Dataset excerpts
▼

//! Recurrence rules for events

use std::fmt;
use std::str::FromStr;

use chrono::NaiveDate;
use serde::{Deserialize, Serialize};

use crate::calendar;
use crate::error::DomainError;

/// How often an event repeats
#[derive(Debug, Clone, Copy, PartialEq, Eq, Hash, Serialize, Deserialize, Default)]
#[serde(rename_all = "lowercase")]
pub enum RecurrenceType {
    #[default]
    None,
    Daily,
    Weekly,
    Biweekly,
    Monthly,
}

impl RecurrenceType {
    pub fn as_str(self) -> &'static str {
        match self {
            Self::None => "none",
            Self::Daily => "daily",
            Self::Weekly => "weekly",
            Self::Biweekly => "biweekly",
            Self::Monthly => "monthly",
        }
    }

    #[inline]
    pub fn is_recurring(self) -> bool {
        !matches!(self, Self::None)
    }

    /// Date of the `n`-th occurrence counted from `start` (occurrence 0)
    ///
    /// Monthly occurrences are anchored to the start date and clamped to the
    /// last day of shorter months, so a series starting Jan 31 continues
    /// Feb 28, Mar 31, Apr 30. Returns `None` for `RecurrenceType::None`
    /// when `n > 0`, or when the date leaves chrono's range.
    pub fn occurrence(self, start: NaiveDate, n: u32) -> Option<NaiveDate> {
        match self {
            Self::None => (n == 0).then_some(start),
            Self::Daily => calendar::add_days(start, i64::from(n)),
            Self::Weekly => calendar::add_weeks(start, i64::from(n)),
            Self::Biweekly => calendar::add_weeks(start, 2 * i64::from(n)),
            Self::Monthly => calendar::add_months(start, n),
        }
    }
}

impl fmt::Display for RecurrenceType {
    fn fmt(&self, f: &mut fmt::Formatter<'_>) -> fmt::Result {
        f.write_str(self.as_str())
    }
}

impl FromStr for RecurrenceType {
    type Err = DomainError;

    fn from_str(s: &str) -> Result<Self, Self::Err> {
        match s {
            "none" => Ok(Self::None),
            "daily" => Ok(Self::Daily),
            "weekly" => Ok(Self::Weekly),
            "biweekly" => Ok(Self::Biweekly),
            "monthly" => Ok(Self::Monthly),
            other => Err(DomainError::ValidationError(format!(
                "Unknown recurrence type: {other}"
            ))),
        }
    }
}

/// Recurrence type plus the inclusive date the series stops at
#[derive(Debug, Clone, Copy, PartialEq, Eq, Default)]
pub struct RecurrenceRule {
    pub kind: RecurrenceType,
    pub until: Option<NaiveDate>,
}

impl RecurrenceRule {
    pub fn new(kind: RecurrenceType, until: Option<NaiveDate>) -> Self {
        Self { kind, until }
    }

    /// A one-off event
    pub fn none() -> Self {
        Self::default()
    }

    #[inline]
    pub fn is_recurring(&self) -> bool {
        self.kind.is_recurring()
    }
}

▲

● ASSIGNMENT
For the word "serde", report how many lines of the records contain it; respond with the number only.

● TASK SOLUTION
2